Richard Serra’s Tilted Arc

187170774 tilt-arc_3 javits03 portrait-of-the-sculptor-richard-serra-in-front-of-his-piece-tilted-picture-id18

Richard Serra was commissioned and built a site specific public sculpture in the federal plaza of Lower Manhattan, New York. An eight year battle between the civil servants that worked in the location of the sculpture and the conceptual aspirations of Serra finally came to an end with the removal of the sculpture in 1989. Serra even fought with a 30 million dollar lawsuit towards the GSA in efforts to try and keep the sculpture site specific which he also lost in court.

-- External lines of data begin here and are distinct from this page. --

// src/main.rs

use anyhow::{Context, Result, bail};
use clap::{Parser, Subcommand};
use pinion::lockfile::{LOCKFILE_NAME, codec};
use pinion::manifest::MANIFEST_NAME;
use pinion::resolver::{ReconcileRequest, reconcile};
use pinion::source::{PackageSource, build_index, from_config};
use pinion::{Error, Manifest, Platform, RuntimeEnv};
use std::collections::BTreeSet;
use std::path::PathBuf;
use tracing::info;

#[derive(Parser)]
#[command(name = "pinion")]
#[command(author, version, about = "Resolve dependencies into a reproducible lockfile", long_about = None)]
struct Cli {
    /// Manifest path
    #[arg(short, long, default_value = MANIFEST_NAME, global = true)]
    manifest: PathBuf,

    /// Lockfile path
    #[arg(short, long, default_value = LOCKFILE_NAME, global = true)]
    lockfile: PathBuf,

    #[command(subcommand)]
    command: Commands,
}

#[derive(Subcommand)]
enum Commands {
    /// Resolve the manifest and write the lockfile
    Lock {
        /// Fail instead of writing when the lockfile would change
        #[arg(long)]
        frozen: bool,
        /// Resolve for the generic platform only
        #[arg(long)]
        generic: bool,
    },
    /// Re-resolve the named packages (all of them when none are given)
    Update {
        /// Packages to unlock
        names: Vec<String>,
    },
    /// Manage the locked target platforms
    Platform {
        #[command(subcommand)]
        command: PlatformCommands,
    },
    /// Verify that the lockfile matches the manifest without writing
    Check,
}

#[derive(Subcommand)]
enum PlatformCommands {
    /// Add target platforms and re-resolve minimally
    Add { platforms: Vec<String> },
    /// Remove target platforms
    Remove { platforms: Vec<String> },
}

struct Operation {
    unlock: BTreeSet<String>,
    unlock_all: bool,
    add_platforms: Vec<Platform>,
    remove_platforms: Vec<Platform>,
    force_generic: bool,
    frozen: bool,
    write: bool,
}

fn main() -> Result<()> {
    tracing_subscriber::fmt()
        .with_env_filter(
            tracing_subscriber::EnvFilter::try_from_default_env()
                .unwrap_or_else(|_| tracing_subscriber::EnvFilter::new("warn")),
        )
        .with_writer(std::io::stderr)
        .init();

    let cli = Cli::parse();
    let operation = match cli.command {
        Commands::Lock { frozen, generic } => Operation {
            unlock: BTreeSet::new(),
            unlock_all: false,
            add_platforms: Vec::new(),
            remove_platforms: Vec::new(),
            force_generic: generic,
            frozen,
            write: !frozen,
        },
        Commands::Update { names } => Operation {
            unlock_all: names.is_empty(),
            unlock: names.into_iter().collect(),
            add_platforms: Vec::new(),
            remove_platforms: Vec::new(),
            force_generic: false,
            frozen: false,
            write: true,
        },
        Commands::Platform { command } => match command {
            PlatformCommands::Add { platforms } => Operation {
                unlock: BTreeSet::new(),
                unlock_all: false,
                add_platforms: parse_platforms(&platforms)?,
                remove_platforms: Vec::new(),
                force_generic: false,
                frozen: false,
                write: true,
            },
            PlatformCommands::Remove { platforms } => Operation {
                unlock: BTreeSet::new(),
                unlock_all: false,
                add_platforms: Vec::new(),
                remove_platforms: parse_platforms(&platforms)?,
                force_generic: false,
                frozen: false,
                write: true,
            },
        },
        Commands::Check => Operation {
            unlock: BTreeSet::new(),
            unlock_all: false,
            add_platforms: Vec::new(),
            remove_platforms: Vec::new(),
            force_generic: false,
            frozen: true,
            write: false,
        },
    };

    run(&cli.manifest, &cli.lockfile, operation)
}

fn parse_platforms(texts: &[String]) -> Result<Vec<Platform>> {
    if texts.is_empty() {
        bail!("at least one platform is required");
    }
    texts
        .iter()
        .map(|text| Platform::parse(text).map_err(Into::into))
        .collect()
}

fn run(manifest_path: &PathBuf, lockfile_path: &PathBuf, operation: Operation) -> Result<()> {
    let manifest = Manifest::load(manifest_path)
        .with_context(|| format!("failed to load {}", manifest_path.display()))?;

    let sources: Vec<Box<dyn PackageSource>> =
        manifest.sources.iter().map(from_config).collect();
    let index = build_index(&sources)?;

    let runtime = RuntimeEnv::detect(manifest.runtime_version.clone());
    let previous = codec::read_file(lockfile_path)?;

    let mut unlock = operation.unlock;
    if operation.unlock_all {
        if let Some(previous) = &previous {
            unlock.extend(previous.locked_names());
        }
    }

    let request = ReconcileRequest {
        manifest: &manifest,
        index: &index,
        runtime: &runtime,
        previous: previous.as_ref(),
        unlock,
        add_platforms: operation.add_platforms,
        remove_platforms: operation.remove_platforms,
        force_generic: operation.force_generic,
        frozen: operation.frozen,
        cancel: None,
    };

    let outcome = match reconcile(&request) {
        Ok(outcome) => outcome,
        Err(err @ Error::Unsatisfiable(_)) => {
            // The trace is the user-facing explanation; print it verbatim.
            eprintln!("{err}");
            std::process::exit(1);
        }
        Err(err) => return Err(err.into()),
    };

    for platform in &outcome.dropped_platforms {
        eprintln!("warning: no valid assignment for platform {platform}, dropped it");
    }
    if !outcome.relaxed.is_empty() {
        eprintln!(
            "note: locked versions of {} changed beyond what was requested",
            outcome.relaxed.join(", ")
        );
    }

    if outcome.changed && operation.write {
        codec::write_file(lockfile_path, &outcome.graph)?;
        info!(path = %lockfile_path.display(), "lockfile written");
    }
    println!(
        "{} packages locked for {} platforms{}",
        outcome.graph.locked_names().len(),
        outcome.graph.platforms.len(),
        if outcome.changed { "" } else { " (up to date)" }
    );
    Ok(())
}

The physical natureĀ of this sculpture is difficult to deny. To be frank, Tilted Arc is extremely intimidating. The site-specificity of the piece is extremely important to the reading of Tilted Arc in this context. Here in a bastion of commercial and consumer power (The Javits building coincidentally houses the Court of International Trade, with government offices in the building across the plaza) lies an anti-monument to these same values. True, many other Federal Plazas throughout the US have commissioned major sculptures from artists such as Oldenburg, Segal, Calder, Noguchi, di Suvero and many others. In this instance, however, the artistic hallmarks of conventional public sculpture are virtually nonexistent. Without these indicators, the average person cannot derive the meaning of the piece. This may explain the numerous complaints regarding Tilted Arc, from the fact that it restricts lines of sight and provides cover for muggers, to the bizarre accusation that a rat problem in the area was a result of the sculpture (Serra, Art in America 35). Serra’s work draws attention to the fact that this place is only superficially a “public” space, and without this sculpture the space makes no sense6. Serra seems to have intentionally negated the openness of the plaza, providing a physical expression of the division of power. The viewer is forced to respond to this because of the unavoidability of the structure. The arc angles toward the Federal Building, attesting to the division of those who hold power from those who enforce it. He wants us to examine these objects not as “Art” but elements of our urban fabric. Even with the similarity of form and materials Tilted Arc shares with the buildings that surround it, it is hopelessly rejected by the general public, like a donor organ in the body of a transplantee. Without acknowledgement of its value, it is fundamentally useless. (Havard Law)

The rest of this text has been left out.